Yixintang Pharmaceutical Group Co., Ltd. (002727.SZ) - Growth Opportunities
- Store network expansion: target of 11,516 stores by end-2024 (a 15.1% increase vs. current network of ~10,007 stores).
- Digital transformation: establishment of a wholly-owned digital subsidiary aiming for a comprehensive digital model by early 2025.
- Operational efficiency measures: rent negotiations, tighter cost control, and category optimization to lift margins and cash conversion.
- Product and portfolio strategy: strengthening Great Southern TCM varieties and fostering key product lines to boost brand influence.

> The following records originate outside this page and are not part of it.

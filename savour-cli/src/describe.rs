//! Describe command: print the model as an artefact.

use std::io::Write;

use camino::Utf8PathBuf;
use clap::Parser;
use ortho_config::{OrthoConfig, SubcmdConfigMerge};
use savour_data::ModelArtefact;
use serde::{Deserialize, Serialize};

use crate::output::write_json;
use crate::source::resolve_model;
use crate::{ARG_DESCRIBE_MODEL, CliError};

/// CLI arguments for the `describe` subcommand.
#[derive(Debug, Clone, Parser, Deserialize, Serialize, OrthoConfig, Default)]
#[command(
    long_about = "Print every feature with its domain and category triangles \
                 in the model artefact format. Without a model path the \
                 reference model is printed, which is a convenient starting \
                 point for a custom model.",
    about = "Print the fuzzy model"
)]
#[ortho_config(prefix = "SAVOUR")]
pub(crate) struct DescribeArgs {
    /// Path to a JSON model artefact.
    #[arg(long = ARG_DESCRIBE_MODEL, value_name = "path")]
    #[serde(default)]
    pub(crate) model: Option<Utf8PathBuf>,
}

pub(crate) fn run_describe(args: DescribeArgs) -> Result<(), CliError> {
    let mut stdout = std::io::stdout().lock();
    run_describe_with(args, &mut stdout)
}

pub(crate) fn run_describe_with(
    args: DescribeArgs,
    writer: &mut dyn Write,
) -> Result<(), CliError> {
    let merged = args.load_and_merge().map_err(CliError::Configuration)?;
    let model = resolve_model(merged.model.as_deref())?;
    write_json(writer, &ModelArtefact::from(&model))
}
//! Facade crate for the Savour preference matching engine.
//!
//! This crate re-exports the core domain types and exposes the scoring
//! pipeline and the reference dish data behind feature flags.

#![forbid(unsafe_code)]

pub use savour_core::{
    Candidate, Catalog, CatalogError, Category, Domain, Evaluation, Feature, FuzzifiedProfile,
    FuzzyModel, FuzzySet, MAX_WEIGHT, ModelError, Preference, PreferenceProfile, ProfileError,
    Scorer, Triangle,
};

#[cfg(feature = "scorer")]
pub use savour_scorer::{
    FuzzyScorer, Normalisation, PrecomputedCatalog, PrecomputedScorer, Ranking, Recommendation,
    Recommender, ScoreError, ScoredCandidate, fuzzify_profile, rank, score_catalog,
};

#[cfg(feature = "reference-data")]
pub use savour_data::{DataError, load_catalog, load_model, load_profile, reference};
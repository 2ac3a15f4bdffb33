//! Code generation: lower the AST into NASM-syntax x86-64 assembly.
//!
//! The emitter performs one pre-order walk over the arena (`left`, then
//! `right`, then the `next` chain) and never revisits a node. Instructions
//! accumulate in a text buffer while print calls intern their literals into
//! the string table; the final output is assembled afterwards as the data
//! section followed by the text section, so every `message<i>` label
//! referenced by a write sequence is defined.
//!
//! The target is bare Linux: output is meant for `nasm -f elf64` + `ld`,
//! with a `_start` entry that talks to the kernel through `write` and
//! `exit` syscalls directly.

use crate::error::{CompileError, CompileResult};
use crate::parser::{NodeId, NodeKind, Program};

/// Ordered registry of distinct string literals. Each text is assigned a
/// stable 0-based index at first use and emitted as a `message<index>`
/// label; repeated texts share one entry.
#[derive(Debug, Default)]
struct StringTable {
  entries: Vec<String>,
}

impl StringTable {
  fn intern(&mut self, text: &str) -> usize {
    if let Some(index) = self.entries.iter().position(|entry| entry == text) {
      return index;
    }
    self.entries.push(text.to_string());
    self.entries.len() - 1
  }
}

/// Emit assembly for a parsed program.
pub fn generate(program: &Program) -> CompileResult<String> {
  let mut text = String::new();
  let mut strings = StringTable::default();
  emit_node(program, program.root, &mut text, &mut strings)?;

  let mut asm = String::new();
  asm.push_str("section .data\n");
  for (index, entry) in strings.entries.iter().enumerate() {
    asm.push_str(&format!("    message{index} db \"{entry}\", 0\n"));
  }
  asm.push('\n');
  asm.push_str("section .text\n");
  asm.push_str("global _start\n\n");
  asm.push_str(&text);
  Ok(asm)
}

/// Pre-order walk: emit this node, then its `next` sibling. Child relations
/// are handled inside the per-kind arms.
fn emit_node(
  program: &Program,
  id: NodeId,
  asm: &mut String,
  strings: &mut StringTable,
) -> CompileResult<()> {
  let node = program.ast.node(id);

  match node.kind {
    NodeKind::Program => {
      asm.push_str("_start:\n");
      asm.push_str("    push rbp\n");
      asm.push_str("    mov rbp, rsp\n");
      if program.stack_size > 0 {
        asm.push_str(&format!("    sub rsp, {}\n", program.stack_size));
      }

      if let Some(body) = node.left {
        emit_node(program, body, asm, strings)?;
      }

      // Exactly one exit sequence, after every statement.
      asm.push_str("    mov rax, 60\n");
      asm.push_str("    xor rdi, rdi\n");
      asm.push_str("    syscall\n");
    }

    NodeKind::Assignment => {
      let initializer = node.left.ok_or_else(|| CompileError::Internal {
        message: format!("assignment to \"{}\" has no initializer", node.value),
      })?;
      let offset = program
        .local_offset(&node.value)
        .ok_or_else(|| CompileError::Internal {
          message: format!("\"{}\" has no stack slot", node.value),
        })?;
      let value = &program.ast.node(initializer).value;
      asm.push_str(&format!("    mov rax, {value}\n"));
      asm.push_str(&format!("    mov [rbp-{offset}], rax\n"));
    }

    NodeKind::FunctionCall => {
      // Only the first collected argument of a yapper call is printed;
      // the rest of the chain is parsed but never emitted.
      if node.value == "yapper"
        && let Some(argument) = node.left
      {
        let text = &program.ast.node(argument).value;
        let index = strings.intern(text);
        asm.push_str("    mov rax, 1\n");
        asm.push_str("    mov rdi, 1\n");
        asm.push_str(&format!("    mov rsi, message{index}\n"));
        asm.push_str(&format!("    mov rdx, {}\n", text.len()));
        asm.push_str("    syscall\n");
      }
    }

    NodeKind::IfStatement => {
      // No grammar rule produces this node yet; the emission logic exists
      // for the day `beta`/`sigma` grow parser support.
      if let Some(condition) = node.left {
        emit_node(program, condition, asm, strings)?;
      }
      asm.push_str("    cmp rax, 0\n");
      asm.push_str(&format!("    je else_{}\n", node.value));
      if let Some(body) = node.right {
        emit_node(program, body, asm, strings)?;
      }
      asm.push_str(&format!("else_{}:\n", node.value));
    }

    kind => {
      return Err(CompileError::UnsupportedNode {
        kind: kind.name().to_string(),
      });
    }
  }

  if let Some(next) = node.next {
    emit_node(program, next, asm, strings)?;
  }
  Ok(())
}
//! Shared error utilities used across the compilation pipeline.
//!
//! Diagnostics are kept lightweight on purpose – lexical and syntax errors
//! point at the offending byte with a caret under the source line, in a
//! style reminiscent of chibicc. Every error is terminal for the compile;
//! nothing is accumulated or retried.

use snafu::Snafu;
use std::path::PathBuf;

pub type CompileResult<T> = Result<T, CompileError>;

#[derive(Debug, Snafu)]
pub enum CompileError {
  #[snafu(display("cannot access {}: {source}", path.display()))]
  Io {
    path: PathBuf,
    source: std::io::Error,
  },

  #[snafu(display("lexical error at line {line}: {message}\n{source_line}\n{marker}"))]
  Lexical {
    line: usize,
    message: String,
    source_line: String,
    marker: String,
  },

  #[snafu(display("syntax error at line {line}: {message}\n{source_line}\n{marker}"))]
  Syntax {
    line: usize,
    message: String,
    source_line: String,
    marker: String,
  },

  #[snafu(display("cannot generate code for {kind} node"))]
  UnsupportedNode { kind: String },

  #[snafu(display("internal error: {message}"))]
  Internal { message: String },
}

impl CompileError {
  /// Construct a lexical error anchored at a byte offset in the source.
  pub fn lexical(source: &str, loc: usize, message: impl Into<String>) -> Self {
    let (line, source_line, marker) = render(source, loc);
    Self::Lexical {
      line,
      message: message.into(),
      source_line,
      marker,
    }
  }

  /// Construct a syntax error anchored at a byte offset in the source.
  pub fn syntax(source: &str, loc: usize, message: impl Into<String>) -> Self {
    let (line, source_line, marker) = render(source, loc);
    Self::Syntax {
      line,
      message: message.into(),
      source_line,
      marker,
    }
  }
}

/// Extract the line containing `loc` plus a caret marker pointing at it.
fn render(source: &str, loc: usize) -> (usize, String, String) {
  let safe_loc = loc.min(source.len());
  let line_start = source[..safe_loc].rfind('\n').map_or(0, |i| i + 1);
  let line_end = source[safe_loc..]
    .find('\n')
    .map_or(source.len(), |i| safe_loc + i);
  let line = source[..safe_loc].matches('\n').count() + 1;
  let source_line = source[line_start..line_end].to_string();
  let column = source[line_start..safe_loc].chars().count();
  let marker = format!("{}^", " ".repeat(column));
  (line, source_line, marker)
}

#[cfg(test)]
mod tests {
  use super::*;

  #[test]
  fn caret_points_at_offending_column() {
    let err = CompileError::syntax("gyat x = ;", 9, "expected a number");
    let text = err.to_string();
    assert!(text.contains("syntax error at line 1"));
    assert!(text.contains("gyat x = ;"));
    assert!(text.ends_with("         ^"));
  }

  #[test]
  fn multi_line_sources_report_the_right_line() {
    let source = "toiletskibidi main() {\n  gyat x = ;\n}";
    let loc = source.find(';').unwrap();
    let err = CompileError::lexical(source, loc, "boom");
    let text = err.to_string();
    assert!(text.contains("line 2"));
    assert!(text.contains("  gyat x = ;"));
    assert!(!text.contains("toiletskibidi"));
  }

  #[test]
  fn offsets_past_the_end_are_clamped() {
    let err = CompileError::syntax("x", 99, "unexpected end of input");
    assert!(err.to_string().contains("unexpected end of input"));
  }
}
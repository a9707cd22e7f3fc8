//! Push channel supervisor.
//!
//! Keeps one push stream open for a page session and feeds its events to
//! the [`UiController`]. When a stream ends the connection is marked
//! disconnected and stays so until the controller requests a reconnect (the
//! page became visible again) or shutdown is signalled.

use std::sync::Arc;

use futures::StreamExt;
use tokio_util::sync::CancellationToken;
use tracing::{info, warn};

use crate::backend::PushChannel;
use crate::controller::UiController;

/// Run the supervisor until `shutdown` is cancelled.
pub async fn run_push_channel(
    controller: UiController,
    channel: Arc<dyn PushChannel>,
    shutdown: CancellationToken,
) {
    loop {
        tokio::select! {
            () = shutdown.cancelled() => break,
            () = pump(&controller, channel.as_ref()) => {}
        }

        tokio::select! {
            () = shutdown.cancelled() => break,
            () = controller.reconnect_requested() => {
                info!(name: "push.reconnecting", session_id = %controller.session_id(), "Reconnecting push channel");
            }
        }
    }
    info!(name: "push.stopped", "Push supervisor stopped");
}

/// Connect once and drain the stream until it ends.
async fn pump(controller: &UiController, channel: &dyn PushChannel) {
    let mut stream = match channel.connect(controller.session_id()).await {
        Ok(stream) => stream,
        Err(err) => {
            warn!(name: "push.connect_failed", error = %err, "Failed to open push channel");
            controller.on_disconnect();
            return;
        }
    };
    controller.on_connect();

    if let Err(err) = controller.sync_automation_status().await {
        warn!(name: "automation.status_failed", error = %err, "Failed to fetch automation status");
    }

    while let Some(item) = stream.next().await {
        match item {
            Ok(event) => controller.handle_push(event),
            Err(err) if err.is_recoverable_push_error() => controller.report_unhandled_error(&err),
            Err(err) => {
                warn!(name: "push.stream_failed", error = %err, "Push stream failed");
                break;
            }
        }
    }
    controller.on_disconnect();
}
//! Layered configuration.
//!
//! Priority, lowest first: built-in defaults, YAML file (`--config` /
//! `CONFIG_FILE`, else `./config.yaml` when present), `CONSOLE_`-prefixed
//! environment variables (`CONSOLE_SERVER__PORT=8000`), CLI flags and their
//! env aliases.

use std::path::Path;
use std::time::Duration;

use clap::Parser;
use config::{Config, Environment, File};
use serde::Deserialize;

use crate::error::{ConsoleError, Result};
use crate::session::DEFAULT_SESSION_PREFIX;

#[derive(Parser, Debug)]
#[command(author, version, about, long_about = None)]
pub struct Cli {
    /// Config file path
    #[arg(short, long, env = "CONFIG_FILE")]
    pub config: Option<String>,

    /// Port to listen on
    #[arg(long, env = "PORT")]
    pub port: Option<u16>,

    /// Base URL of the automation backend
    #[arg(long, env = "BACKEND_URL")]
    pub backend_url: Option<String>,
}

#[derive(Debug, Deserialize, Clone)]
pub struct AppConfig {
    pub server: ServerConfig,
    pub backend: BackendConfig,
    pub ui: UiConfig,
}

#[derive(Debug, Deserialize, Clone)]
pub struct ServerConfig {
    pub port: u16,
    pub host: String,
}

#[derive(Debug, Deserialize, Clone)]
pub struct BackendConfig {
    pub base_url: String,
    pub chat_path: String,
    pub status_path: String,
    pub events_path: String,
}

#[derive(Debug, Deserialize, Clone)]
pub struct UiConfig {
    /// Delay before a finished or failed automation returns to idle.
    pub reset_delay_ms: u64,
    pub session_prefix: String,
    /// How long a page session survives with no browser attached.
    pub session_grace_ms: u64,
}

impl UiConfig {
    pub fn reset_delay(&self) -> Duration {
        Duration::from_millis(self.reset_delay_ms)
    }

    pub fn session_grace(&self) -> Duration {
        Duration::from_millis(self.session_grace_ms)
    }
}

impl Default for UiConfig {
    fn default() -> Self {
        Self {
            reset_delay_ms: 5000,
            session_prefix: DEFAULT_SESSION_PREFIX.to_string(),
            session_grace_ms: 30_000,
        }
    }
}

impl AppConfig {
    pub fn load() -> Result<Self> {
        Self::load_from_args(std::env::args())
    }

    pub fn load_from_args<I, T>(args: I) -> Result<Self>
    where
        I: IntoIterator<Item = T>,
        T: Into<std::ffi::OsString> + Clone,
    {
        let cli = Cli::try_parse_from(args)
            .map_err(|e| ConsoleError::Config(config::ConfigError::Message(e.to_string())))?;

        let mut builder = Config::builder()
            .set_default("server.port", 3000)?
            .set_default("server.host", "127.0.0.1")?
            .set_default("backend.base_url", "http://127.0.0.1:5000")?
            .set_default("backend.chat_path", "/chat")?
            .set_default("backend.status_path", "/status")?
            .set_default("backend.events_path", "/events")?
            .set_default("ui.reset_delay_ms", 5000)?
            .set_default("ui.session_prefix", DEFAULT_SESSION_PREFIX)?
            .set_default("ui.session_grace_ms", 30_000)?;

        builder = match &cli.config {
            Some(path) => builder.add_source(File::from(Path::new(path)).required(true)),
            None => builder.add_source(File::from(Path::new("config.yaml")).required(false)),
        };

        builder = builder.add_source(
            Environment::with_prefix("CONSOLE")
                .prefix_separator("_")
                .separator("__")
                .try_parsing(true),
        );

        if let Some(port) = cli.port {
            builder = builder.set_override("server.port", i64::from(port))?;
        }
        if let Some(url) = cli.backend_url {
            builder = builder.set_override("backend.base_url", url)?;
        }

        Ok(builder.build()?.try_deserialize()?)
    }
}
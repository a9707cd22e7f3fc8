//! Connections to the automation backend.
//!
//! The controller talks to the backend through two traits so tests can script
//! both directions:
//!
//! - [`ChatBackend`]: request/response calls (`POST /chat`, `GET /status`)
//! - [`PushChannel`]: opens the server-to-client event stream
//!
//! [`HttpBackend`] implements both over reqwest.

pub mod http;
pub mod sse;

use std::pin::Pin;

use futures::Stream;

use crate::error::Result;
use crate::protocol::{AutomationSnapshot, ChatRequest, ChatResponse, PushEvent};
use crate::session::SessionId;

pub use http::HttpBackend;
pub use sse::decode_push_stream;

/// Stream of decoded push events.
///
/// Items are `Err` either for a malformed frame (the stream continues) or for
/// a transport failure (the stream ends right after).
pub type PushStream = Pin<Box<dyn Stream<Item = Result<PushEvent>> + Send>>;

/// Request/response side of the backend.
#[async_trait::async_trait]
pub trait ChatBackend: Send + Sync {
    /// Relay one user message.
    async fn send_chat(&self, request: &ChatRequest) -> Result<ChatResponse>;

    /// Fetch the current automation snapshot.
    async fn automation_status(&self) -> Result<AutomationSnapshot>;
}

/// Server-to-client side of the backend.
#[async_trait::async_trait]
pub trait PushChannel: Send + Sync {
    /// Open the event stream for a session.
    async fn connect(&self, session_id: &SessionId) -> Result<PushStream>;
}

- Channel strategy: accelerate terminal sales network penetration and prioritize e-commerce to capture omnichannel demand.
| Initiative | Target/Timeline | Quantified Impact | Key Actions |
|---|---|---|---|
| Store Expansion | 11,516 stores by end-2024 | +15.1% store base vs. ~10,007 current | New openings, terminal network acceleration, lease management |
| Digitalization | Digital subsidiary operational; full model by early 2025 | Improved online sales mix; enhanced inventory/CRM efficiency | Platform integration, data-driven merchandising, e-commerce focus |
| Cost & Quality Controls | Ongoing through 2024-2025 | Margin recovery potential (variable by implementation) | Rent negotiations, procurement optimization, SKU rationalization |
| Great Southern TCM Development | Phased strengthening of varieties in 2024-2025 | Higher ASP and brand loyalty for TCM lines | R&D emphasis, expanded SKUs, marketing support |
| Key Varieties & Product Lines | Ongoing - prioritized in product roadmap | Portfolio optimization; share gain in select categories | Promote flagship SKUs, channel-specific assortments |
- Investor considerations: store roll-out speed, execution of the digital model by early 2025, and realized cost savings will be primary drivers of near-term margin improvement and top-line scalability.
- Risks tied to expansion: store unit economics, lease renegotiation success, and competitive pressure in e-commerce.